De par leur corps robuste recouvert de nombreuses taches pileuses blanches contrastant fortement avec leur cuticule entièrement noire, les abeilles du genre Thyreus se reconnaissent assez facilement sur le terrain. Elles peuvent facilement se confondre avec les espèces du genre Melecta, ainsi qu'avec Triepeolus tristis et Epeolus fallax. Les espèces du genre Thyreus se séparent facilement de ces espèces par la forme du scutellum : ce dernier est fortement aplati, allongé, brillant et généralement terminé par deux larges dents latérales chez le genre Thyreus alors qu’il est bombé, mat, court et gibbeux chez les autres groupes. De plus, la pilosité de la face et du thorax est généralement longue et homogène chez le genre Melecta alors qu’elle est nettement plus courte, composée de nombreuses taches blanches chez le genre Thyreus. Mâles et femelles ont une morphologie très similaire. Les cinq espèces indigènes peuvent être séparées sur le terrain sur la base de la pilosité, mais ces critères ne sont pas toujours très clairs et peuvent être difficiles à voir sur de vieux individus. Une identification sûre nécessite donc généralement l’utilisation d’une loupe binoculaire. Les critères importants sont la forme des taches pileuses des trois premiers tergites, la couleur de la pilosité de la face, la forme des impressions présentes sur la face inférieure des antennes, la position des taches pileuses du mesonotum ainsi que la forme du scutellum et de la plaque pygidiale.

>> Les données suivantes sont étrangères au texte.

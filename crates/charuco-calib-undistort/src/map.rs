//! Per-pixel undistortion maps and bilinear remapping.

use charuco_calib_core::{CameraIntrinsics, PinholeCamera};
use image::{ImageBuffer, Pixel};
use nalgebra::Point2;

/// For every destination pixel, the source position in the distorted image.
#[derive(Clone, Debug, PartialEq)]
pub struct UndistortMap {
    pub width: u32,
    pub height: u32,
    pub map_x: Vec<f32>,
    pub map_y: Vec<f32>,
}

impl UndistortMap {
    /// Map from an undistorted image with intrinsics `new_k` back into the
    /// distorted source image of `camera`.
    pub fn new(camera: &PinholeCamera, new_k: &CameraIntrinsics, size: [u32; 2]) -> Self {
        let [width, height] = size;
        let n = width as usize * height as usize;
        let mut map_x = Vec::with_capacity(n);
        let mut map_y = Vec::with_capacity(n);

        if camera.distortion.is_zero() && *new_k == camera.intrinsics {
            for y in 0..height {
                for x in 0..width {
                    map_x.push(x as f32);
                    map_y.push(y as f32);
                }
            }
        } else {
            for y in 0..height {
                for x in 0..width {
                    let n = new_k.pixel_to_normalized(Point2::new(x as f64, y as f64));
                    let src = camera
                        .intrinsics
                        .normalized_to_pixel(camera.distortion.distort(n));
                    map_x.push(src.x as f32);
                    map_y.push(src.y as f32);
                }
            }
        }
        Self {
            width,
            height,
            map_x,
            map_y,
        }
    }

    pub fn is_identity(&self) -> bool {
        let w = self.width as usize;
        self.map_x
            .iter()
            .zip(&self.map_y)
            .enumerate()
            .all(|(i, (&mx, &my))| mx == (i % w) as f32 && my == (i / w) as f32)
    }
}

/// Bilinear remap of an 8-bit image through `map`, rounding to the nearest
/// value. Source pixels outside the image read as black.
pub fn remap<P>(src: &ImageBuffer<P, Vec<u8>>, map: &UndistortMap) -> ImageBuffer<P, Vec<u8>>
where
    P: Pixel<Subpixel = u8>,
{
    let channels = P::CHANNEL_COUNT as usize;
    let (sw, sh) = (src.width() as i64, src.height() as i64);
    let data: &[u8] = src.as_raw();
    let texel = |x: i64, y: i64, c: usize| -> f32 {
        if x < 0 || y < 0 || x >= sw || y >= sh {
            0.0
        } else {
            data[(y as usize * sw as usize + x as usize) * channels + c] as f32
        }
    };

    let mut out: ImageBuffer<P, Vec<u8>> = ImageBuffer::new(map.width, map.height);
    let dst: &mut [u8] = &mut out;
    for (i, (&mx, &my)) in map.map_x.iter().zip(&map.map_y).enumerate() {
        if !(mx.is_finite() && my.is_finite()) {
            continue;
        }
        let x0 = mx.floor();
        let y0 = my.floor();
        let (fx, fy) = (mx - x0, my - y0);
        let (x0, y0) = (x0 as i64, y0 as i64);
        if x0 + 1 < 0 || y0 + 1 < 0 || x0 >= sw || y0 >= sh {
            continue;
        }
        for c in 0..channels {
            let a = texel(x0, y0, c) + fx * (texel(x0 + 1, y0, c) - texel(x0, y0, c));
            let b = texel(x0, y0 + 1, c) + fx * (texel(x0 + 1, y0 + 1, c) - texel(x0, y0 + 1, c));
            let v = a + fy * (b - a);
            dst[i * channels + c] = v.round().clamp(0.0, 255.0) as u8;
        }
    }
    out
}

#[cfg(test)]
mod tests {
    use super::*;
    use charuco_calib_core::Distortion;
    use image::{GrayImage, Luma, Rgb, RgbImage};

    fn camera(distortion: Distortion) -> PinholeCamera {
        PinholeCamera::new(CameraIntrinsics::new(300.0, 300.0, 31.5, 23.5), distortion)
    }

    #[test]
    fn zero_distortion_map_is_identity_and_remap_is_lossless() {
        let cam = camera(Distortion::default());
        let map = UndistortMap::new(&cam, &cam.intrinsics, [64, 48]);
        assert!(map.is_identity());

        let img = RgbImage::from_fn(64, 48, |x, y| Rgb([(x * 3) as u8, (y * 5) as u8, ((x + y) % 256) as u8]));
        assert_eq!(remap(&img, &map), img);
    }

    #[test]
    fn outside_source_is_black_and_halfway_is_interpolated() {
        let img = GrayImage::from_fn(4, 4, |x, _| Luma([if x < 2 { 100 } else { 201 }]));
        let map = UndistortMap {
            width: 3,
            height: 1,
            map_x: vec![1.5, -5.0, 3.0],
            map_y: vec![0.0, 0.0, 0.0],
        };
        let out = remap(&img, &map);
        assert_eq!(out.get_pixel(0, 0).0, [151]);
        assert_eq!(out.get_pixel(1, 0).0, [0]);
        assert_eq!(out.get_pixel(2, 0).0, [201]);
    }

    #[test]
    fn map_points_into_distorted_image() {
        let cam = camera(Distortion {
            k1: -0.3,
            ..Distortion::default()
        });
        let map = UndistortMap::new(&cam, &cam.intrinsics, [64, 48]);
        assert!(!map.is_identity());
        // barrel distortion pulls off-centre samples towards the centre
        let corner = map.map_x[0];
        assert!(corner > 0.0 && corner < 31.5);
    }
}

Pour l’identification des espèces suisses du genre Thyreus, une clé de détermination est disponible dans le volume Apidae 5 (Amiet et al. 2007).

Cycle de vie et nidification

Les abeilles du genre Thyreus sont des abeilles-coucous estivales univoltines, volant pour la plupart de juin à août ou septembre. Les larves ne forment pas de cocon.

Ce sont principalement des parasites des genres Amegilla et Anthophora. Plus rarement, des espèces du genre Eucera (sous-genre Synhalonia) peuvent aussi servir d’hôte. La femelle pond ses œufs dans des cellules à couvain déjà fermées. Pour ce faire, elle creuse un petit trou dans la paroi de la cellule et pond son œuf à travers cette ouverture. L’œuf est de très petite taille et est accroché à la paroi. Le trou est ensuite refermé avec du sol relativement meuble, probablement par la femelle parasite. L’ouverture est probablement au moins en partie creusée à l’aide de la plaque pygidiale du tergite 6, qui est particulièrement pointue.

Les mâles passent en général la nuit en groupe ou en solitaire accrochés par leurs mandibules à des tiges de plantes.